Angst vor Jobverlust, sauer auf Ausländer

Studie: Deutsche werden gegenüber Ausländern intoleranter. Und sorgen sich mehr um die eigene Existenz

BERLIN dpa/taz ■ Im Bundestag wurde gestern erneut über den Fall Hohmann diskutiert – und fast zeitgleich stellte Bundestagspräsident Wolfgang Thierse Ergebnisse der Langzeitstudie „Deutsche Zustände“ vor. Ein solcher deutscher Zustand ist: Kleiner denn je ist das kollektive Schuldbewusstsein für die deutsche Vergangenheit.

69 Prozent der Deutschen ärgern sich darüber, dass ihnen heute noch die Verbrechen der Nazis vorgehalten werden. „Das sind nicht alles Antisemiten“, sagte Wolfgang Thierse, denn der Befund zeige, dass ein Großteil dieser 69 Prozent aus der politischen Mitte kämen und auch Linke darunter sind.

Dennoch: Der Bundestagspräsident ist besorgt. Die Studie, die vor einem Jahr erstmals erschien, zeigt, dass Fremdenfeindlichkeit und Antisemitismus in den vergangenen zwölf Monaten zugenommen haben. Durch Reformdebatten und Zukunftsverunsicherung würde „die Sehnsucht nach einfachen Antworten dramatisch forciert“. So sind 59,1 Prozent der Befragten der Meinung, in Deutschland gebe es zu viele Ausländer – fast 4 Prozentpunkte mehr als im Vorjahr. Und 36 Prozent der Befragten finden es „ekelhaft“, wenn sich Homosexuelle in der Öffentlichkeit küssen. 29,2 Prozent – fast 8 Prozentpunkte mehr – fühlen sich in der Gegenwart von Behinderten manchmal unwohl. Gleichzeitig stieg der Anteil jener, die Angst vor Arbeitslosigkeit haben, von rund 20 auf rund 25 Prozent.

Besteht nun Gefahr für die Demokratie? Zumindest, so Wolfgang Thierse, bestehe ein „tiefgehendes Misstrauen gegenüber der Mühseligkeit demokratischer Abläufe“ – dies sei eine Gefährdung, aber auch eine „Phase der Bewährung“ für die Demokratie. Der Autor der Studie, Wilhelm Heitmeyer vom Bielefelder Institut für interdisziplinäre Konflikt- und Gewaltforschung, hält die Zunahme von Intoleranz für besonders dramatisch, wenn sie schleichend vor sich geht. Weil sich die Haltungen dann verfestigen: „Verschobene Normalitäten sind gefährlich“, so der Professor.

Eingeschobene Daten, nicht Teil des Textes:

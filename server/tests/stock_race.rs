//! Concurrent order placement must never oversell

mod common;

use bazaar_server::db::models::{OrderCreate, OrderLine};
use common::{seed_category, seed_product, seed_user, test_state};

#[tokio::test(flavor = "multi_thread", worker_threads = 4)]
async fn concurrent_orders_sell_exactly_the_available_stock() {
    let ctx = test_state().await;
    let cat = seed_category(&ctx.state, "Drops").await;
    let product = seed_product(&ctx.state, cat, "Limited Sneaker", 250.0, 5, 0).await;

    let mut buyers = Vec::new();
    for i in 0..10 {
        buyers.push(seed_user(&ctx.state, &format!("buyer{i}@example.com")).await);
    }

    let mut handles = Vec::new();
    for user in buyers {
        let state = ctx.state.clone();
        handles.push(tokio::spawn(async move {
            state
                .orders
                .place(
                    user,
                    OrderCreate {
                        shipping_address: "1 Race Street".into(),
                        billing_address: None,
                        order_items: vec![OrderLine {
                            product_id: product,
                            quantity: 1,
                        }],
                    },
                )
                .await
        }));
    }

    let mut successes = 0;
    let mut stock_failures = 0;
    for handle in handles {
        match handle.await.unwrap() {
            Ok(_) => successes += 1,
            Err(bazaar_server::db::repository::RepoError::InsufficientStock(..)) => {
                stock_failures += 1
            }
            Err(e) => panic!("unexpected error: {e}"),
        }
    }

    assert_eq!(successes, 5);
    assert_eq!(stock_failures, 5);
    let remaining = ctx.state.products.find_by_id(product).await.unwrap();
    assert_eq!(remaining.unit_in_stock, 0);
}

Auch im Bundestag wurde gestern über antisemitische Tendenzen in Deutschland debattiert. Ausgelöst wurde die Debatte durch die Rede des – nunmehr fraktionslosen – ehemaligen CDU-Abgeordneten Martin Hohmannn, in der er antijüdische Ressentiments bediente und von den Juden als „Tätervolk“ sprach.

Verabschiedet wurde gestern eine gemeinsame Resolution aller vier Fraktionen, mit der das Parlament jede Form von Judenfeindlichkeit verurteilte.

„Antisemitisches Denken, Reden und Handeln haben keinen Platz in Deutschland“, heißt es in dem Beschluss. Mit Unterstützung des Parlaments soll im nächsten Jahr eine Europa-Konferenz gegen Antisemitismus in Berlin beschlossen werden.